Your job is to report every line of the entries that has "CaptchaVerifier".
═════ AVAILABLE RECORDS
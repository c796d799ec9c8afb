//! # CAPTCHA
//!
//! - [`CaptchaVerifier`]: port used by the claim service
//! - [`SiteVerifyClient`]: hCaptcha / reCAPTCHA implementation

pub mod verifier;

pub use verifier::{CaptchaProvider, CaptchaVerdict, CaptchaVerifier, SiteVerifyClient};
══════════
SOLUTION TO THIS PROBLEM:
//! - [`CaptchaVerifier`]: port used by the claim service
pub use verifier::{CaptchaProvider, CaptchaVerdict, CaptchaVerifier, SiteVerifyClient};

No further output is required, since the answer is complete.